Iowa State to be home to a new, $20 million national center for forensic science

AMES, Iowa – The National Institute of Standards and Technology (NIST) has awarded a five-year, up to $20 million grant to establish a Forensic Science Center of Excellence to be based at Iowa State University.

The new center, pending approval by the Iowa Board of Regents, will be the third NIST Center of Excellence and the only one focused on forensic sciences. Its primary goal will be to build a statistically sound and scientifically solid foundation under two branches of forensics, pattern evidence (including fingerprints and bullet marks) and digital evidence (including data from cell phones and computers).

“We’re proud that Iowa State is leading this new national center,” said Iowa State President Steven Leath. “This center will do important scientific research for the country’s law enforcement and criminal justice systems. This is one more example of Iowa State researchers working to meet today’s biggest challenges.”

Alicia Carriquiry, an Iowa State statistician and Distinguished Professor in Liberal Arts and Sciences, will lead the center.  The center will also include researchers from Carnegie Mellon University in Pittsburgh, the University of California, Irvine and the University of Virginia.

“We are tremendously honored and excited for the award” Carriquiry said.  “Once NIST announced the terms of the competition, it became clear to us that assembling a strong team of statisticians with an interest in forensic sciences was exactly the right strategy.  We look forward to collaborating with NIST, with forensic and basic scientists and with practitioners in the United States and abroad, and to contribute to the fair administration of justice.”

Other leaders of the center are David Baldwin, director of the Midwest Forensics Research Center at Iowa State and adjunct associate professor of chemistry; Stephen Fienberg, the Maurice Falk University Professor of Statistics and Social Science at Carnegie Mellon; Karen Kafadar, Commonwealth Professor and Chair of Statistics at Virginia; and Hal Stern, the Ted and Janice Smith Family Foundation Dean of the Donald Bren School of Information and Computer Sciences and professor of statistics at UC Irvine.

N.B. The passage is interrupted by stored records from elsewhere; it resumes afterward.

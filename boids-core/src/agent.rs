use glam::Vec2;
use rand::Rng;
use serde::{Deserialize, Serialize};

use crate::vector::heading;

/// Which behaviour set drives an agent. Fixed for the agent's lifetime.
#[derive(Debug, Clone, Copy, PartialEq, Eq, Hash, Serialize, Deserialize)]
#[serde(rename_all = "lowercase")]
pub enum Role {
    Prey,
    Predator,
}

/// Per-role speed and steering caps.
#[derive(Debug, Clone, Copy, PartialEq, Serialize, Deserialize)]
pub struct MotionLimits {
    pub max_speed: f32,
    pub max_force: f32,
}

impl MotionLimits {
    pub fn new(max_speed: f32, max_force: f32) -> Self {
        MotionLimits { max_speed, max_force }
    }
}

/// A single boid or predator.
///
/// Kinematic state is public so the integrator and scenario setup can work
/// on it directly. Role, group and limits are fixed at creation.
#[derive(Debug, Clone, PartialEq)]
pub struct Agent {
    pub position: Vec2,
    pub velocity: Vec2,
    /// Forces accumulated during the current tick. Zero between ticks.
    pub acceleration: Vec2,
    role: Role,
    group: Option<u32>,
    limits: MotionLimits,
}

impl Agent {
    pub fn new(role: Role, group: Option<u32>, position: Vec2, velocity: Vec2, limits: MotionLimits) -> Self {
        Agent {
            position,
            velocity,
            acceleration: Vec2::ZERO,
            role,
            group,
            limits,
        }
    }

    /// Creates an agent with a uniformly random heading and a speed drawn from
    /// `[min_speed, limits.max_speed]`.
    pub fn with_random_heading<R: Rng + ?Sized>(
        role: Role,
        group: Option<u32>,
        position: Vec2,
        min_speed: f32,
        limits: MotionLimits,
        rng: &mut R,
    ) -> Self {
        let angle = rng.gen_range(0.0..std::f32::consts::TAU);
        let speed = if min_speed < limits.max_speed {
            rng.gen_range(min_speed..=limits.max_speed)
        } else {
            limits.max_speed
        };
        let velocity = Vec2::new(angle.cos(), angle.sin()) * speed;
        Agent::new(role, group, position, velocity, limits)
    }

    #[inline]
    pub fn role(&self) -> Role {
        self.role
    }

    #[inline]
    pub fn is_predator(&self) -> bool {
        self.role == Role::Predator
    }

    #[inline]
    pub fn group(&self) -> Option<u32> {
        self.group
    }

    #[inline]
    pub fn max_speed(&self) -> f32 {
        self.limits.max_speed
    }

    #[inline]
    pub fn max_force(&self) -> f32 {
        self.limits.max_force
    }

    /// Adds a steering force to this tick's accumulator.
    #[inline]
    pub fn apply_force(&mut self, force: Vec2) {
        self.acceleration += force;
    }

    #[inline]
    pub fn speed(&self) -> f32 {
        self.velocity.length()
    }

    /// Orientation in radians, derived from the current velocity.
    #[inline]
    pub fn heading(&self) -> f32 {
        heading(self.velocity)
    }

    #[inline]
    pub fn distance_to(&self, other: &Agent) -> f32 {
        self.position.distance(other.position)
    }
}

#[cfg(test)]
mod tests {
    use super::*;
    use rand::rngs::StdRng;
    use rand::SeedableRng;

    #[test]
    fn random_heading_respects_speed_range() {
        let mut rng = StdRng::seed_from_u64(42);
        let limits = MotionLimits::new(3.0, 0.05);
        for _ in 0..500 {
            let agent = Agent::with_random_heading(Role::Prey, Some(1), Vec2::ZERO, 1.0, limits, &mut rng);
            let speed = agent.speed();
            assert!(speed >= 1.0 - 1e-4 && speed <= 3.0 + 1e-4, "speed {speed} out of range");
            assert_eq!(agent.acceleration, Vec2::ZERO);
        }
    }

    #[test]
    fn degenerate_speed_range_uses_max_speed() {
        let mut rng = StdRng::seed_from_u64(1);
        let limits = MotionLimits::new(2.0, 0.1);
        let agent = Agent::with_random_heading(Role::Predator, None, Vec2::ZERO, 5.0, limits, &mut rng);
        assert!((agent.speed() - 2.0).abs() < 1e-5);
        assert!(agent.is_predator());
    }

    #[test]
    fn forces_accumulate() {
        let mut agent = Agent::new(Role::Prey, None, Vec2::ZERO, Vec2::X, MotionLimits::new(3.0, 0.05));
        agent.apply_force(Vec2::new(0.01, 0.0));
        agent.apply_force(Vec2::new(0.0, 0.02));
        assert_eq!(agent.acceleration, Vec2::new(0.01, 0.02));
    }
}
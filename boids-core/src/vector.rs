//! 2D vector helpers layered on top of `glam::Vec2`.

use glam::Vec2;

/// Rescales `v` to exactly `max` if it is longer, otherwise returns it untouched.
///
/// The zero vector always comes back as the zero vector.
#[inline]
pub fn clamp_magnitude(v: Vec2, max: f32) -> Vec2 {
    let length_sq = v.length_squared();
    if length_sq > max * max {
        // Only calculate sqrt when needed
        v * (max / length_sq.sqrt())
    } else {
        v
    }
}

/// Classic Reynolds steer: head along `desired` at full speed, correcting the
/// current velocity by at most `max_force`.
///
/// Returns zero when `desired` has no direction.
#[inline]
pub fn seek(desired: Vec2, velocity: Vec2, max_speed: f32, max_force: f32) -> Vec2 {
    match desired.try_normalize() {
        Some(direction) => clamp_magnitude(direction * max_speed - velocity, max_force),
        None => Vec2::ZERO,
    }
}

/// Angle of `velocity` from the +x axis in radians, in `(-π, π]`.
#[inline]
pub fn heading(velocity: Vec2) -> f32 {
    velocity.y.atan2(velocity.x)
}
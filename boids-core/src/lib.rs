//! Shared building blocks for the boids simulation: vector helpers, the
//! toroidal world and the agent record used by prey and predators alike.

pub mod agent;
pub mod vector;
pub mod world;

pub use agent::{Agent, MotionLimits, Role};
pub use glam::Vec2;
pub use vector::{clamp_magnitude, heading, seek};
pub use world::WorldBounds;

A 2009 report by the National Research Council, “Strengthening Forensic Science in the United States: A Path Forward,” found serious problems with the country’s forensic science system and called for major reforms and new research. With the exception of DNA analysis, the report said forensic methods needed substantial research to validate techniques, assess limitations and discover the sources of errors.

To address those problems, the report recommended establishment of a national forensics institute to lead research, establish standards and oversee education.

“Much research is needed not only to evaluate the reliability and accuracy of current forensic methods but also to innovate and develop them further,” said Constantine Gatsonis, the director of the Center for Statistical Sciences at Brown University and a co-chair of the committee that authored the report, speaking at the time the report was released. “An organized and well-supported research enterprise is a key requirement for carrying this out.”

Carriquiry said the main focus of the new Forensic Science Center of Excellence will be on the empirical and statistical foundation for various forms of pattern and digital evidence.  She said center researchers hope to collaborate with NIST and with the forensic community as well as with the broader scientific community. 

“Iowa State’s strength in statistics and our tradition of collaboration across disciplines will be critically important for the success of this enterprise,” she said.

In addition to its scientific work, the new center will also address forensics training and education. Carriquiry said judges, lawyers, forensic examiners and students all need a better understanding of statistical analysis and interpretation of forensic evidence.

Forensic science really is more complicated than the TV shows, Carriquiry said.

“Popular programs such as ‘CSI,’” she said, “have contributed to the mistaken belief that identifying a single source for the evidence requires only that the scientist can establish a match between the evidence and the potential source.”